Last week was one for the books. On Wednesday night, I was hoping for a do-over. By Thursday, I didn’t want a do-over anymore, because I just wanted to forget the week even happened. I went to bed Friday night feeling sorry for myself and exhausted. Saturday morning, the news of the Tree of Life Synagogue shootings put everything into perspective.
I have a dear friend who fears for her children’s lives daily because they attend a private Jewish school. Not in the way we all worry about our kids safety. She has very real fears based on very real statistics. Statistics that grew on Saturday.
Suddenly, my reflection on my week changed. It wasn’t about how I missed a parent teacher conference, or how I forgot Hudson’s school was dressing up for Red Ribbon Week. It wasn’t about the two crockpots of soup I made for teachers and accidentally dropped off at the wrong school or the fact that my basement flooded with 25 kids at my house for a halloween party.

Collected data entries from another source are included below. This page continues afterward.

use indicatif::{ProgressBar, ProgressStyle};
use std::path::{Path, PathBuf};
use std::time::Duration;
use walkdir::WalkDir;

pub const IMAGE_EXTENSIONS: [&str; 6] = ["jpg", "jpeg", "png", "gif", "bmp", "tiff"];

pub fn is_image(path: &Path) -> bool {
    path.extension()
        .and_then(|s| s.to_str())
        .is_some_and(|ext| IMAGE_EXTENSIONS.contains(&ext.to_lowercase().as_str()))
}

/// Panorama id carried by an image path: the file name minus its extension.
pub fn pano_id_of(path: &Path) -> Option<String> {
    path.file_stem()
        .and_then(|s| s.to_str())
        .map(str::to_string)
}

/// Recursively walk `dir`, returning image file paths in a stable order.
/// A missing directory yields no images.
pub fn scan_images(dir: &Path) -> Vec<PathBuf> {
    let spinner = ProgressBar::new_spinner();
    if let Ok(style) = ProgressStyle::with_template("{spinner:.green} {msg}") {
        spinner.set_style(style);
    }
    spinner.set_message(format!("Scanning {} for images…", dir.display()));
    spinner.enable_steady_tick(Duration::from_millis(100));

    let mut images = Vec::new();
    for entry in WalkDir::new(dir)
        .sort_by_file_name()
        .into_iter()
        .filter_map(Result::ok)
    {
        let path = entry.path();
        if entry.file_type().is_file() && is_image(path) {
            images.push(path.to_path_buf());
        }
        spinner.tick();
    }
    spinner.finish_and_clear();
    images
}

It was about how I have happy, healthy kids who are doing very well in school. (Something I found out in the rescheduled conference.) It was about meeting some of my kids’ new friends and working together with the sweet parents who didn’t think twice about getting on the floor with towels to help mop up water. (I still feel stupid about the soups, but I have to let that go.)
I could stop here with, “I’m feeling blessed in the face of tragedy,” but that would be the wrong conclusion. I’ve concluded that we live in an age where politics and separation have worked as a bellows to grow a raging fire of hate. People are afraid to “get political” but I’m not afraid to say that I will speak out against hate.
If I’m a Christian and I don’t speak out when hate wins, I’m condoning it. I want my Jewish brothers and sisters to feel safe going to Synagogue and school and work. I still remember being exposed to holocaust literature for the first time in middle school. I never thought I’d see a day where people forgot the atrocities that happened in Europe. I never thought it would be considered “too political” to say that the guys with swastikas are the bad guys.
I know this post isn’t like my others, but I couldn’t be “business as usual” this time. I’m scared. I didn’t just read holocaust literature in middle school. I’ve read quite a bit since then. And I always find myself thinking, “How did they allow this to happen?” In the past year or so, I've realize how. It wasn’t one big decision, but millions of tiny ones. Times when people should have stopped and said, “No! I won’t allow this to happen.” But instead they said nothing because they didn’t want to be seen as getting political or taking a side. Well, I’m taking a side. I’m on the side of love. And love doesn’t allow hate to win.